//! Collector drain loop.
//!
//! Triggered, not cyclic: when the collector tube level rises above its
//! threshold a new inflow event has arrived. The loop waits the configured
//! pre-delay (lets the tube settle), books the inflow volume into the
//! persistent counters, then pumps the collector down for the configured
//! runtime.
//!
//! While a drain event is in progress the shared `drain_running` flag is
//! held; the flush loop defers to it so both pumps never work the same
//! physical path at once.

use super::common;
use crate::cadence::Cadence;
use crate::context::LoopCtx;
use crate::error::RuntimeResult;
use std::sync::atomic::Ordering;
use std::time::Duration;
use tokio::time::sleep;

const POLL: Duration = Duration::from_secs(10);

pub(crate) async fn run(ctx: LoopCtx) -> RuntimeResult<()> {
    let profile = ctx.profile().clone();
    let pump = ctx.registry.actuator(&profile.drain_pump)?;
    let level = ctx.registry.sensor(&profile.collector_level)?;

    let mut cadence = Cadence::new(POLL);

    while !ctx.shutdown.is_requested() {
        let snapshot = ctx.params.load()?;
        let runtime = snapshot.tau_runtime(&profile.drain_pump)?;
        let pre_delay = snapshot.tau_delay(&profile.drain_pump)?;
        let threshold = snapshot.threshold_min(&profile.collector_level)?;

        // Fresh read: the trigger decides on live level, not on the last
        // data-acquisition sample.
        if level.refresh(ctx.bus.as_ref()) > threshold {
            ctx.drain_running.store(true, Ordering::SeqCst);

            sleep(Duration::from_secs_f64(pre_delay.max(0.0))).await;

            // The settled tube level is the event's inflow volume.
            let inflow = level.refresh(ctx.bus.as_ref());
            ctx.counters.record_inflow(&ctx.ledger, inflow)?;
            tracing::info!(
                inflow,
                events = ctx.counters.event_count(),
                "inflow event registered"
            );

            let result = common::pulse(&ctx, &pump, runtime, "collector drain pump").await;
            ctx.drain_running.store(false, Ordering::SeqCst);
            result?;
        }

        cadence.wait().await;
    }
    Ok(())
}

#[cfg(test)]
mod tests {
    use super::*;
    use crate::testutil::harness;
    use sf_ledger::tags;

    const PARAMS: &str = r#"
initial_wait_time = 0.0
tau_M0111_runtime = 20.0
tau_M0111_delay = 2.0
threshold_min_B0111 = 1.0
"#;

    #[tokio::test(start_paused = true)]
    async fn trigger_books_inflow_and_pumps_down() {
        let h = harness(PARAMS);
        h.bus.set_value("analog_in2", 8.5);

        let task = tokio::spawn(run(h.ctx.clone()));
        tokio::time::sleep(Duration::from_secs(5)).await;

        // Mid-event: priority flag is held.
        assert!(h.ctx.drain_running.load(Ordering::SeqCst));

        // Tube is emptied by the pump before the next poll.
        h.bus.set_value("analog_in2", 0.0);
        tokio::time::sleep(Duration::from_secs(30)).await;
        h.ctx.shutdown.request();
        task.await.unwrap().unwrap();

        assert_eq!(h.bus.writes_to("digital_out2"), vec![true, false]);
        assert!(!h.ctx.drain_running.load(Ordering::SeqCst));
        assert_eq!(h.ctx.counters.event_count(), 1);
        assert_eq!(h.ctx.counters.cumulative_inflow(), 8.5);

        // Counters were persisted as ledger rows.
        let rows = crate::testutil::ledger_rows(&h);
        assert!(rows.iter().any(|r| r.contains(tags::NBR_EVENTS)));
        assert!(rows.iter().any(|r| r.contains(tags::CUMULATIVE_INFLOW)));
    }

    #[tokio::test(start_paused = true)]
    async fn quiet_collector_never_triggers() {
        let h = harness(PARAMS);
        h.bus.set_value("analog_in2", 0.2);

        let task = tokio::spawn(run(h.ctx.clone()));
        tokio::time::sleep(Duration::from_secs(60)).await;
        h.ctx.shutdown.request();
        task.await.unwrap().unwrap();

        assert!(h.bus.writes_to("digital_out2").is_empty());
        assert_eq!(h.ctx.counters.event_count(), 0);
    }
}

────────────────────────────────────────

Task prompt: When a line in the records above holds "tokio", that line is to be reported.

Reply to the task:
use tokio::time::sleep;
    #[tokio::test(start_paused = true)]
        let task = tokio::spawn(run(h.ctx.clone()));
        tokio::time::sleep(Duration::from_secs(5)).await;
        tokio::time::sleep(Duration::from_secs(30)).await;
    #[tokio::test(start_paused = true)]
        let task = tokio::spawn(run(h.ctx.clone()));
        tokio::time::sleep(Duration::from_secs(60)).await;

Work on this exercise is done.